Activity: Go through the entries below. Copy each line in which "Status" appears.

Data listing:
= = =

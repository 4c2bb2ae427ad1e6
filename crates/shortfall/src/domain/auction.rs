//! The per-pool auction record and its bid arithmetic.

use {
    crate::domain::{eth, pool::Market},
    std::{fmt, sync::Arc},
};

/// The auction mode, selected at start from the reserve/debt comparison and
/// immutable afterwards.
#[derive(Debug, Clone, Copy, PartialEq, Eq)]
pub enum Kind {
    /// The reserve cannot cover the pool's debt. The whole reserve is
    /// seized and bidders compete on how large a debt fraction they repay
    /// for it: higher bids are better for the pool.
    Reserve,
    /// The reserve is ample. The debt value plus an incentive premium is
    /// seized and bidders compete on how small a fraction of it they accept
    /// for repaying the full debt: lower bids are better for the pool.
    Debt,
}

#[derive(Debug, Clone, Copy, PartialEq, Eq)]
pub enum Status {
    Started,
    Closed,
}

/// The best bid recorded so far.
#[derive(Debug, Clone, Copy, PartialEq, Eq)]
pub struct Bid {
    pub bidder: eth::Address,
    pub bps: eth::Bps,
    /// Block height the bid was placed at; the closability window counts
    /// from here.
    pub block: eth::BlockNumber,
}

/// A market's debt position frozen at auction start. The live market is
/// only touched again for the terminal settlement notification.
#[derive(Clone)]
pub struct SeizedMarket {
    pub market: Arc<dyn Market>,
    pub asset: eth::TokenAddress,
    /// Bad debt at start time, in the asset's native precision.
    pub debt: eth::TokenAmount,
    /// This market's share of the pool's total debt value, rounded down.
    pub weight: eth::Bps,
}

impl fmt::Debug for SeizedMarket {
    fn fmt(&self, f: &mut fmt::Formatter<'_>) -> fmt::Result {
        f.debug_struct("SeizedMarket")
            .field("market", &self.market.address())
            .field("asset", &self.asset)
            .field("debt", &self.debt)
            .field("weight", &self.weight)
            .finish()
    }
}

/// One auction per pool. A record stays queryable after closing until a new
/// start for the same pool replaces it.
#[derive(Debug, Clone)]
pub struct Auction {
    pub pool: eth::PoolId,
    pub kind: Kind,
    pub status: Status,
    pub start_block: eth::BlockNumber,
    /// Reserve committed to the winning bidder, in common units.
    pub seized_reserve: eth::Value,
    /// The minimum acceptable first bid.
    pub start_bid: eth::Bps,
    /// Frozen debt positions, in registry order.
    pub markets: Vec<SeizedMarket>,
    pub bid: Option<Bid>,
}

impl Auction {
    pub fn is_started(&self) -> bool {
        self.status == Status::Started
    }

    /// Whether `bid` is more favorable to the pool than the current best.
    /// The first bid may match the start bid exactly; every later bid must
    /// strictly improve on the standing one.
    pub fn improves(&self, bid: eth::Bps) -> bool {
        match (self.kind, &self.bid) {
            (Kind::Reserve, Some(current)) => bid > current.bps,
            (Kind::Reserve, None) => bid >= self.start_bid,
            (Kind::Debt, Some(current)) => bid < current.bps,
            (Kind::Debt, None) => bid <= self.start_bid,
        }
    }

    /// The amount a bidder escrows for one market at the given bid level,
    /// in the market's native precision.
    pub fn escrow_amount(&self, market: &SeizedMarket, bid: eth::Bps) -> eth::TokenAmount {
        match self.kind {
            Kind::Reserve => eth::TokenAmount(bid.apply_to(market.debt.0)),
            Kind::Debt => market.debt,
        }
    }

    /// The reserve paid to the winner at the given bid level.
    pub fn reserve_payout(&self, bid: eth::Bps) -> eth::Value {
        match self.kind {
            Kind::Reserve => self.seized_reserve,
            Kind::Debt => eth::Value(bid.apply_to(self.seized_reserve.0)),
        }
    }
}
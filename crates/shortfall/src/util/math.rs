//! Overflow-safe helpers for U256 arithmetic.

use primitive_types::U256;

/// `a * b / denom` rounded down, computed through a 512-bit intermediate so
/// the product cannot overflow. `None` if the denominator is zero or the
/// quotient does not fit a U256.
pub fn mul_div_down(a: U256, b: U256, denom: U256) -> Option<U256> {
    if denom.is_zero() {
        return None;
    }
    let wide = a.full_mul(b) / denom;
    U256::try_from(wide).ok()
}

#[cfg(test)]
mod tests {
    use super::*;

    #[test]
    fn rounds_down() {
        assert_eq!(
            mul_div_down(U256::from(10), U256::from(10), U256::from(3)),
            Some(U256::from(33)),
        );
    }

    #[test]
    fn survives_intermediate_overflow() {
        assert_eq!(
            mul_div_down(U256::MAX, U256::from(2), U256::from(4)),
            Some(U256::MAX / 2),
        );
    }

    #[test]
    fn rejects_zero_denominator() {
        assert_eq!(mul_div_down(U256::one(), U256::one(), U256::zero()), None);
    }

    #[test]
    fn rejects_oversized_quotient() {
        assert_eq!(mul_div_down(U256::MAX, U256::from(3), U256::from(2)), None);
    }
}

= = =

Your solution:
pub enum Status {
    pub status: Status,
        self.status == Status::Started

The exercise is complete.